All providers of NHS care or other publicly-funded adult social care must meet the Accessible Information Standard (AIS).
The AIS applies to people who use a service and have information or communication needs because of a:
- disability
- impairment
- sensory loss
The AIS covers the needs of people who are deaf/Deaf, blind, or deafblind, or who have a learning disability. This includes interpretation or translation for people whose first language is British Sign Language. It does not cover these needs for other languages.
It should also be used to support any other disabled person who has information and communication needs. For example, people who:
- have aphasia or cerebral palsy
- are blind or partially sighted
- are autistic
- have a learning disability
- have a mental health condition which affects their ability to communicate.
When appropriate, AIS also applies to their carers and parents.
You must meet the AIS for anyone who is publicly funded and who uses your services. This applies to all:
- adult social care services
- hospitals
- GP practices
- dentists
- other services
unless no one using the service is publicly funded.
Websites are not covered by AIS.
Services which do not need to follow AIS:
- must still make reasonable adjustments under the Equality Act 2010
- may wish to use a similar approach when identifying and meeting people’s information needs
Five steps of AIS
Identify
How do you:
- assess for disability related information or communication needs?
- find out if people have any of these needs?
- plan how it will meet those needs?
Record
How do you record those identified needs clearly?

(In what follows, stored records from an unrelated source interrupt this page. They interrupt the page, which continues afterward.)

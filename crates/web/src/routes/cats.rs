//! Cat route handlers.
//!
//! Every handler resolves the request's [`OwnerScope`](crate::models::OwnerScope)
//! through the [`Scoped`] extractor before touching a cat.

use askama::Template;
use askama_web::WebTemplate;
use axum::{
    Form,
    extract::{Path, State},
    http::StatusCode,
    response::{IntoResponse, Redirect, Response},
};
use serde::Deserialize;
use tracing::instrument;

use cat_collector_core::{CatId, Meal, ToyId};

use crate::error::Result;
use crate::middleware::Scoped;
use crate::models::{Cat, CatUpdate, NewCat, ValidationErrors};
use crate::services::{CatDetail, CatService};
use crate::state::AppState;

use super::today;

// =============================================================================
// Form Types
// =============================================================================

/// Cat form data, also used to refill the form after a validation failure.
#[derive(Debug, Clone, Default, Deserialize)]
#[serde(default)]
pub struct CatForm {
    pub name: String,
    pub breed: String,
    pub description: String,
    pub age: String,
}

impl From<&Cat> for CatForm {
    fn from(cat: &Cat) -> Self {
        Self {
            name: cat.name.clone(),
            breed: cat.breed.clone(),
            description: cat.description.clone(),
            age: cat.age.to_string(),
        }
    }
}

// =============================================================================
// Templates
// =============================================================================

/// Cat list page template.
#[derive(Template, WebTemplate)]
#[template(path = "cats/index.html")]
pub struct CatsIndexTemplate {
    pub username: Option<String>,
    pub cats: Vec<Cat>,
}

/// Cat detail page template.
#[derive(Template, WebTemplate)]
#[template(path = "cats/detail.html")]
pub struct CatDetailTemplate {
    pub username: Option<String>,
    pub detail: CatDetail,
    pub meals: [Meal; 3],
    pub today: String,
}

/// Create/edit cat form template.
///
/// `cat` is set when editing; the name field is then read-only.
#[derive(Template, WebTemplate)]
#[template(path = "cats/form.html")]
pub struct CatFormTemplate {
    pub username: Option<String>,
    pub cat: Option<Cat>,
    pub form: CatForm,
    pub errors: ValidationErrors,
}

impl CatFormTemplate {
    fn action(&self) -> String {
        self.cat
            .as_ref()
            .map_or_else(|| "/cats".to_string(), Cat::detail_path)
    }
}

/// Delete confirmation template.
#[derive(Template, WebTemplate)]
#[template(path = "cats/confirm_delete.html")]
pub struct CatConfirmDeleteTemplate {
    pub username: Option<String>,
    pub cat: Cat,
}

// =============================================================================
// Cat CRUD
// =============================================================================

/// List the caller's cats.
#[instrument(skip(scoped, state))]
pub async fn index(scoped: Scoped, State(state): State<AppState>) -> Result<impl IntoResponse> {
    let cats = CatService::new(state.store()).list(scoped.scope).await?;

    Ok(CatsIndexTemplate {
        username: scoped.username(),
        cats,
    })
}

/// Show a cat with its feedings, toys and photos.
#[instrument(skip(scoped, state))]
pub async fn show(
    scoped: Scoped,
    State(state): State<AppState>,
    Path(id): Path<CatId>,
) -> Result<impl IntoResponse> {
    let today = today();
    let detail = CatService::new(state.store())
        .detail(scoped.scope, id, today)
        .await?;

    Ok(CatDetailTemplate {
        username: scoped.username(),
        detail,
        meals: Meal::ALL,
        today: today.format(crate::models::feeding::DATE_FORMAT).to_string(),
    })
}

/// Display the new cat form.
pub async fn new_cat(scoped: Scoped) -> impl IntoResponse {
    CatFormTemplate {
        username: scoped.username(),
        cat: None,
        form: CatForm::default(),
        errors: ValidationErrors::new(),
    }
}

/// Handle new cat form submission.
#[instrument(skip(scoped, state, form))]
pub async fn create(
    scoped: Scoped,
    State(state): State<AppState>,
    Form(form): Form<CatForm>,
) -> Result<Response> {
    let new_cat = match NewCat::parse(&form.name, &form.breed, &form.description, &form.age) {
        Ok(cat) => cat,
        Err(errors) => {
            let page = CatFormTemplate {
                username: scoped.username(),
                cat: None,
                form,
                errors,
            };
            return Ok((StatusCode::UNPROCESSABLE_ENTITY, page).into_response());
        }
    };

    let cat = CatService::new(state.store())
        .create(scoped.scope, &new_cat)
        .await?;

    Ok(Redirect::to(&cat.detail_path()).into_response())
}

/// Display the edit form.
#[instrument(skip(scoped, state))]
pub async fn edit(
    scoped: Scoped,
    State(state): State<AppState>,
    Path(id): Path<CatId>,
) -> Result<impl IntoResponse> {
    let cat = CatService::new(state.store()).get(scoped.scope, id).await?;

    Ok(CatFormTemplate {
        username: scoped.username(),
        form: CatForm::from(&cat),
        cat: Some(cat),
        errors: ValidationErrors::new(),
    })
}

/// Handle edit form submission. A submitted name is ignored.
#[instrument(skip(scoped, state, form))]
pub async fn update(
    scoped: Scoped,
    State(state): State<AppState>,
    Path(id): Path<CatId>,
    Form(form): Form<CatForm>,
) -> Result<Response> {
    let service = CatService::new(state.store());

    let update = match CatUpdate::parse(&form.breed, &form.description, &form.age) {
        Ok(update) => update,
        Err(errors) => {
            let cat = service.get(scoped.scope, id).await?;
            let page = CatFormTemplate {
                username: scoped.username(),
                form: CatForm {
                    name: cat.name.clone(),
                    ..form
                },
                cat: Some(cat),
                errors,
            };
            return Ok((StatusCode::UNPROCESSABLE_ENTITY, page).into_response());
        }
    };

    let cat = service.update(scoped.scope, id, &update).await?;

    Ok(Redirect::to(&cat.detail_path()).into_response())
}

/// Display the delete confirmation page.
#[instrument(skip(scoped, state))]
pub async fn confirm_delete(
    scoped: Scoped,
    State(state): State<AppState>,
    Path(id): Path<CatId>,
) -> Result<impl IntoResponse> {
    let cat = CatService::new(state.store()).get(scoped.scope, id).await?;

    Ok(CatConfirmDeleteTemplate {
        username: scoped.username(),
        cat,
    })
}

/// Delete a cat and return to the list.
#[instrument(skip(scoped, state))]
pub async fn delete(
    scoped: Scoped,
    State(state): State<AppState>,
    Path(id): Path<CatId>,
) -> Result<Redirect> {
    CatService::new(state.store())
        .delete(scoped.scope, id)
        .await?;

    Ok(Redirect::to("/cats"))
}

// =============================================================================
// Toy Association
// =============================================================================

/// Give a toy to a cat.
#[instrument(skip(scoped, state))]
pub async fn associate_toy(
    scoped: Scoped,
    State(state): State<AppState>,
    Path((id, toy_id)): Path<(CatId, ToyId)>,
) -> Result<Redirect> {
    CatService::new(state.store())
        .associate_toy(scoped.scope, id, toy_id)
        .await?;

    Ok(Redirect::to(&format!("/cats/{id}")))
}

/// Take a toy away from a cat (HTML form variant).
#[instrument(skip(scoped, state))]
pub async fn remove_toy(
    scoped: Scoped,
    State(state): State<AppState>,
    Path((id, toy_id)): Path<(CatId, ToyId)>,
) -> Result<Redirect> {
    CatService::new(state.store())
        .dissociate_toy(scoped.scope, id, toy_id)
        .await?;

    Ok(Redirect::to(&format!("/cats/{id}")))
}

/// Take a toy away from a cat.
#[instrument(skip(scoped, state))]
pub async fn dissociate_toy(
    scoped: Scoped,
    State(state): State<AppState>,
    Path((id, toy_id)): Path<(CatId, ToyId)>,
) -> Result<StatusCode> {
    CatService::new(state.store())
        .dissociate_toy(scoped.scope, id, toy_id)
        .await?;

    Ok(StatusCode::NO_CONTENT)
}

What systems are in place as part of the assessment and care planning process?
Flag
How do you highlight or flag people’s information and communication needs in their records?
This could be in paper or electronic records. The chosen method must make it possible for all staff to quickly and easily be aware of (and work to meet) those needs.
Share
Sometimes you need to share details of people’s information and communication needs with other health and social care services. This means that other services can also respond to the person's information and communication needs.
How do you do this (when you have consent to do so)?
Meet
How do you:
- make sure it meets people’s needs?
- make sure that people receive information which they can access and understand?
- arrange communication support if people need it?
For example, patients and people using a service should:
- be able to contact (and be contacted by) services in accessible ways, such as via email, text message or Text Relay
- receive information and correspondence in formats they can read and understand. This could be, for example, in audio, braille, easy read or large print
- be supported by a communication professional at appointments if needed to support conversation. This could be a British Sign Language interpreter
- get support from health and care staff and organisations to communicate. This could include help to lip-read or use a hearing aid
Our assessments
We will consider how well services meet the AIS under the responsive key question, as part of the providing information quality statement:
“We provide appropriate, accurate and up-to-date information in formats that we tailor to individual needs.”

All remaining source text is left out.